Intersections nodes are seen as active elements and checkpoints, so are responsible for storing data collected from the roadside sensors to establish the congestion state, and can communicate with vehicles through 802.11p technology. Intersections also communicate with other intersections nodes forming ad-hoc networks through the 802.11p for short separation with the next node, or 802.16 for large separations, or through 3GPP communications as 2G, 3G and LTE. Figure 13 shows the supporting communication infrastructure:

Figure 13. Supporting communication infrastructure.

Figure 13. Supporting communication infrastructure.

The route assignment and recalculation service is going to be in each node, meaning that every intersection node is capable of assign the routes for vehicles in his neighborhood without relying in a central entity. The congestion data associated to the vehicular network is constructed through cooperation between nodes and roadside sensors, and it is shared among all nodes, so there is no need that a single entity recalculates the congestion state of the whole vehicular network every time a vehicle requests its route or affects the streets it uses. When a vehicle enters the range of the next intersection node, it transmits its route intentions and the intersection node assigns the set of streets the vehicle is going to follow according to the network congestion state, as shown in the Figure 14. Figure 15 shows the recalculation process: the recalculation service is triggered when the roadside sensors information reports the congestion exceeds a threshold, or when a vehicle reports it is unable to move. The recalculation message travels to the source intersection node in the street and that intersection node searches and assigns an alternative route to all vehicles in his range in the previous street.

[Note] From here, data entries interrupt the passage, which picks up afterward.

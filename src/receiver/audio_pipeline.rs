//! Audio data path of the player
//!
//! Audio datagrams are checked for sequence gaps, decrypted, decoded and
//! handed to the sink. Gaps trigger a retransmit request on the control
//! channel; retransmitted packets re-enter the same path.

use super::channel::{PacketHandler, RtpChannel};
use super::sequence_tracker::{GapInfo, SequenceTracker};
use crate::audio::{AudioDecoder, AudioFormat, AudioSink, DecoderFactory};
use crate::error::RaopError;
use crate::protocol::crypto::AudioDecryptor;
use crate::protocol::rtp::{
    RaopAudioPacket, RaopPayloadType, RetransmitRequest, RetransmitResponse, SyncPacket,
};
use crate::protocol::sdp::StreamDescription;
use async_trait::async_trait;
use bytes::Bytes;
use std::net::SocketAddr;
use std::sync::atomic::{AtomicU16, Ordering};
use std::sync::{Arc, Mutex, MutexGuard, PoisonError};

fn lock<T>(mutex: &Mutex<T>) -> MutexGuard<'_, T> {
    mutex.lock().unwrap_or_else(PoisonError::into_inner)
}

/// Decrypt, decode and deliver path for one announced stream
pub struct AudioPipeline {
    format: AudioFormat,
    decryptor: Option<AudioDecryptor>,
    decoder: Mutex<Box<dyn AudioDecoder>>,
    sink: Arc<dyn AudioSink>,
    tracker: Mutex<SequenceTracker>,
    control: Mutex<Option<RtpChannel>>,
    request_sequence: AtomicU16,
}

impl AudioPipeline {
    /// Build the pipeline for an announced stream
    ///
    /// # Errors
    ///
    /// Returns `RaopError::Decode` if the decoder rejects the stream's format.
    pub fn new(
        stream: &StreamDescription,
        decoders: &dyn DecoderFactory,
        sink: Arc<dyn AudioSink>,
    ) -> Result<Self, RaopError> {
        let decoder = decoders.create(stream)?;
        Ok(Self {
            format: decoder.format(),
            decryptor: stream.decryptor(),
            decoder: Mutex::new(decoder),
            sink,
            tracker: Mutex::new(SequenceTracker::new()),
            control: Mutex::new(None),
            request_sequence: AtomicU16::new(0),
        })
    }

    /// Format reported by the decoder
    #[must_use]
    pub fn format(&self) -> AudioFormat {
        self.format
    }

    /// Sink receiving decoded audio
    #[must_use]
    pub fn sink(&self) -> &Arc<dyn AudioSink> {
        &self.sink
    }

    /// Channel retransmit requests are sent on
    pub fn set_control(&self, channel: Option<RtpChannel>) {
        *lock(&self.control) = channel;
    }

    /// Start the sink with the stream's format
    ///
    /// # Errors
    ///
    /// Returns `RaopError::Sink` if the sink cannot start.
    pub fn start(&self) -> Result<(), RaopError> {
        self.sink.start(self.format)?;
        Ok(())
    }

    /// Handle an audio datagram from the sender
    ///
    /// # Errors
    ///
    /// Returns an error if the packet cannot be decoded or delivered.
    pub async fn process_audio(&self, datagram: &[u8]) -> Result<(), RaopError> {
        let packet = RaopAudioPacket::decode(datagram)?;

        let gap = lock(&self.tracker).record(packet.sequence);
        if let Some(gap) = gap {
            self.request_retransmit(gap).await;
        }

        self.deliver(&packet)
    }

    /// Handle a retransmit response from the control channel
    ///
    /// # Errors
    ///
    /// Returns an error if the embedded packet cannot be decoded or delivered.
    pub fn process_retransmitted(&self, datagram: &[u8]) -> Result<(), RaopError> {
        let packet = RaopAudioPacket::decode(RetransmitResponse::audio_packet(datagram)?)?;
        tracing::trace!(sequence = packet.sequence, "retransmitted packet received");
        self.deliver(&packet)
    }

    /// Drop queued audio and forget the sequence history
    pub fn flush(&self) {
        self.sink.flush();
        lock(&self.tracker).reset();
    }

    /// Stop the sink
    pub fn stop(&self) {
        self.sink.stop();
    }

    fn deliver(&self, packet: &RaopAudioPacket) -> Result<(), RaopError> {
        let mut payload = packet.payload.to_vec();
        if let Some(decryptor) = &self.decryptor {
            decryptor.decrypt_in_place(&mut payload);
        }

        let samples = lock(&self.decoder).decode(&payload)?;
        self.sink.enqueue(packet.timestamp, &samples)?;
        Ok(())
    }

    async fn request_retransmit(&self, gap: GapInfo) {
        let control = lock(&self.control).clone();
        let Some(control) = control else {
            tracing::debug!(start = gap.start, count = gap.count, "packets lost, no control channel");
            return;
        };

        let request = RetransmitRequest {
            sequence: self.request_sequence.fetch_add(1, Ordering::Relaxed),
            seq_start: gap.start,
            count: gap.count,
        };
        tracing::debug!(start = gap.start, count = gap.count, "requesting retransmit");

        if let Err(e) = control.send(&request.encode()).await {
            tracing::warn!(error = %e, "retransmit request not sent");
        }
    }
}

/// Audio channel handler
pub struct AudioHandler {
    pipeline: Arc<AudioPipeline>,
}

impl AudioHandler {
    /// Handler feeding `pipeline`
    #[must_use]
    pub fn new(pipeline: Arc<AudioPipeline>) -> Self {
        Self { pipeline }
    }
}

#[async_trait]
impl PacketHandler for AudioHandler {
    async fn on_packet(&self, _channel: &RtpChannel, datagram: Bytes, from: SocketAddr) {
        match RaopPayloadType::of(&datagram) {
            Ok(payload_type) if payload_type.is_audio() => {
                if let Err(e) = self.pipeline.process_audio(&datagram).await {
                    tracing::warn!(from = %from, error = %e, "audio packet dropped");
                }
            }
            Ok(payload_type) => {
                tracing::debug!(from = %from, ?payload_type, "unexpected packet on audio channel");
            }
            Err(e) => tracing::warn!(from = %from, error = %e, "malformed audio datagram"),
        }
    }
}

/// Control channel handler
pub struct ControlHandler {
    pipeline: Arc<AudioPipeline>,
}

impl ControlHandler {
    /// Handler feeding `pipeline`
    #[must_use]
    pub fn new(pipeline: Arc<AudioPipeline>) -> Self {
        Self { pipeline }
    }
}

#[async_trait]
impl PacketHandler for ControlHandler {
    async fn on_packet(&self, _channel: &RtpChannel, datagram: Bytes, from: SocketAddr) {
        let result = match RaopPayloadType::of(&datagram) {
            Ok(RaopPayloadType::Sync) => SyncPacket::decode(&datagram)
                .map(|sync| {
                    tracing::trace!(rtp_timestamp = sync.rtp_timestamp, "sync received");
                    self.pipeline.sink().sync(sync.rtp_timestamp, sync.ntp_time);
                })
                .map_err(RaopError::from),
            Ok(RaopPayloadType::RetransmitResponse) => {
                self.pipeline.process_retransmitted(&datagram)
            }
            Ok(payload_type) => {
                tracing::debug!(from = %from, ?payload_type, "unexpected packet on control channel");
                Ok(())
            }
            Err(e) => Err(e.into()),
        };

        if let Err(e) = result {
            tracing::warn!(from = %from, error = %e, "control packet dropped");
        }
    }
}
//! Cryptographic primitives for RAOP stream setup and audio decryption

mod cbc;
mod error;
mod rsa;

#[cfg(test)]
mod tests;

pub use self::cbc::AudioDecryptor;
pub use self::error::CryptoError;
pub use self::rsa::{RaopRsaPrivateKey, sizes as rsa_sizes};

use base64::Engine as _;
use base64::alphabet;
use base64::engine::{DecodePaddingMode, GeneralPurpose, GeneralPurposeConfig};

/// Length of various cryptographic values
pub mod lengths {
    /// AES-128 key length
    pub const AES_128_KEY: usize = 16;
    /// AES block and IV length
    pub const AES_BLOCK: usize = 16;
}

/// Standard alphabet, padding optional on decode and omitted on encode
const BASE64: GeneralPurpose = GeneralPurpose::new(
    &alphabet::STANDARD,
    GeneralPurposeConfig::new()
        .with_encode_padding(false)
        .with_decode_padding_mode(DecodePaddingMode::Indifferent),
);

/// Decode base64 the way RAOP senders write it (padding usually omitted)
///
/// # Errors
///
/// Returns `CryptoError::InvalidBase64` if the input is not base64.
pub fn decode_base64(value: &str) -> Result<Vec<u8>, CryptoError> {
    BASE64
        .decode(value.trim())
        .map_err(|e| CryptoError::InvalidBase64(e.to_string()))
}

/// Encode base64 without padding
#[must_use]
pub fn encode_base64(data: &[u8]) -> String {
    BASE64.encode(data)
}
/// Well-known RTSP header names
pub mod names {
    pub const CSEQ: &str = "CSeq";
    pub const CONTENT_TYPE: &str = "Content-Type";
    pub const CONTENT_LENGTH: &str = "Content-Length";
    pub const SESSION: &str = "Session";
    pub const TRANSPORT: &str = "Transport";
    pub const USER_AGENT: &str = "User-Agent";
    pub const PUBLIC: &str = "Public";
    pub const SERVER: &str = "Server";
    pub const RANGE: &str = "Range";
    pub const RTP_INFO: &str = "RTP-Info";
}

/// RAOP-specific header names
pub mod raop {
    /// Apple challenge for authentication
    pub const APPLE_CHALLENGE: &str = "Apple-Challenge";
    /// Apple response to challenge
    pub const APPLE_RESPONSE: &str = "Apple-Response";
    /// Audio jack status
    pub const AUDIO_JACK_STATUS: &str = "Audio-Jack-Status";
    /// Audio latency in samples
    pub const AUDIO_LATENCY: &str = "Audio-Latency";
    /// Client instance ID
    pub const CLIENT_INSTANCE: &str = "Client-Instance";
    /// DACP ID for remote control
    pub const DACP_ID: &str = "DACP-ID";
    /// Active remote token
    pub const ACTIVE_REMOTE: &str = "Active-Remote";
}

/// RTSP header collection
///
/// Lookups are case-insensitive. Insertion order is kept so that a request
/// forwarded by the proxy goes out with its headers in the order the sender
/// wrote them.
#[derive(Debug, Clone, Default, PartialEq, Eq)]
pub struct Headers {
    inner: Vec<(String, String)>,
}

impl Headers {
    /// Create empty headers
    #[must_use]
    pub fn new() -> Self {
        Self::default()
    }

    /// Insert a header
    ///
    /// An existing header with the same name (case-insensitive) is replaced
    /// in place; otherwise the header is appended.
    pub fn insert(&mut self, name: impl Into<String>, value: impl Into<String>) {
        let name = name.into();
        let value = value.into();
        match self
            .inner
            .iter_mut()
            .find(|(k, _)| k.eq_ignore_ascii_case(&name))
        {
            Some(slot) => *slot = (name, value),
            None => self.inner.push((name, value)),
        }
    }

    /// Remove a header, returning its value
    pub fn remove(&mut self, name: &str) -> Option<String> {
        let pos = self
            .inner
            .iter()
            .position(|(k, _)| k.eq_ignore_ascii_case(name))?;
        Some(self.inner.remove(pos).1)
    }

    /// Get header value (case-insensitive)
    #[must_use]
    pub fn get(&self, name: &str) -> Option<&str> {
        self.inner
            .iter()
            .find(|(k, _)| k.eq_ignore_ascii_case(name))
            .map(|(_, v)| v.as_str())
    }

    /// Check if header exists
    #[must_use]
    pub fn contains(&self, name: &str) -> bool {
        self.get(name).is_some()
    }

    /// Get `CSeq` value
    #[must_use]
    pub fn cseq(&self) -> Option<u32> {
        self.get(names::CSEQ)?.trim().parse().ok()
    }

    /// Get Content-Length value
    #[must_use]
    pub fn content_length(&self) -> Option<usize> {
        self.get(names::CONTENT_LENGTH)?.trim().parse().ok()
    }

    /// Get Content-Type value
    #[must_use]
    pub fn content_type(&self) -> Option<&str> {
        self.get(names::CONTENT_TYPE)
    }

    /// Get Session ID
    #[must_use]
    pub fn session(&self) -> Option<&str> {
        self.get(names::SESSION)
    }

    /// Get Transport header
    #[must_use]
    pub fn transport(&self) -> Option<&str> {
        self.get(names::TRANSPORT)
    }

    /// Iterate over all headers in insertion order
    pub fn iter(&self) -> impl Iterator<Item = (&str, &str)> {
        self.inner.iter().map(|(k, v)| (k.as_str(), v.as_str()))
    }

    /// Number of headers
    #[must_use]
    pub fn len(&self) -> usize {
        self.inner.len()
    }

    /// Check if empty
    #[must_use]
    pub fn is_empty(&self) -> bool {
        self.inner.is_empty()
    }

    /// Parse `Name: value` lines
    ///
    /// Blank lines are skipped. Returns the offending line when a line has
    /// no colon.
    pub(crate) fn parse_lines<'a>(lines: impl Iterator<Item = &'a str>) -> Result<Self, String> {
        let mut headers = Headers::new();
        for line in lines {
            if line.is_empty() {
                continue;
            }
            let (name, value) = line.split_once(':').ok_or_else(|| line.to_string())?;
            headers.insert(name.trim(), value.trim());
        }
        Ok(headers)
    }
}

impl FromIterator<(String, String)> for Headers {
    fn from_iter<I: IntoIterator<Item = (String, String)>>(iter: I) -> Self {
        let mut headers = Headers::new();
        for (k, v) in iter {
            headers.insert(k, v);
        }
        headers
    }
}
mod request;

Figure 14. Communication between vehicle and intersection node.

Figure 14. Communication between vehicle and intersection node.

Figure 15. Route recalculation mechanism

Figure 15. Route recalculation mechanism

4.2. Proposed Algorithm

This section describes the main approach of the algorithm executed by the intersections to obtain the vehicle’s route or recalculate it if needed. Additionally, three more approximations are described in order to compare the proposed approach in terms of efficiency of the vehicle’s trip during the simulation executed in subsequent sections.

4.2.1. Global Congestion Algorithm (GC)

The proposed solution aims to assign the route of a vehicle based on the congestion state reported in the different streets of the vehicular network, so when a vehicle decides to follow a route, it experiments the best global congestion state in subsequent streets. Therefore, the future approximated congestion for the vehicle is considered to get the best route the vehicle should follow.

For this, a node has the information of potential routes and is able to get the congestion state for each one in such a way that the offered route is that with the less global congestion. That means that the vehicle is moving not just in the streets with less congestion, but in the path with less congestion, so the use of any street affects global congestion state of the path, even if is not the next connected street. In this way, we expected the algorithm would not just reacts to congestion (that means, only re-assigning routes when congestion is detected), but he could prevent congestion, reducing it from the first route assignation.

The potential routes are calculated before the execution of the algorithm, and the strategy is supported on the infrastructure that allows inter-communication node. This route calculation step generates an output that is a list of paths to any node in the topology. With that information, a node is capable to know all the existing paths to another node as long it exists. The route calculation method is not part of the scope of this paper.

In addition, a node is capable of establish the global congestion state for each path exchanging messages with the nodes ahead, and it receives the recalculation messages triggered by the roadside sensors, or the vehicles ahead in its range. In both cases (a vehicle requests the route or a recalculation is needed), our route assign algorithm is executed by the intersection node to return the corresponding route for a vehicle.

The pseudo code for the Algorithm 1 is presented below.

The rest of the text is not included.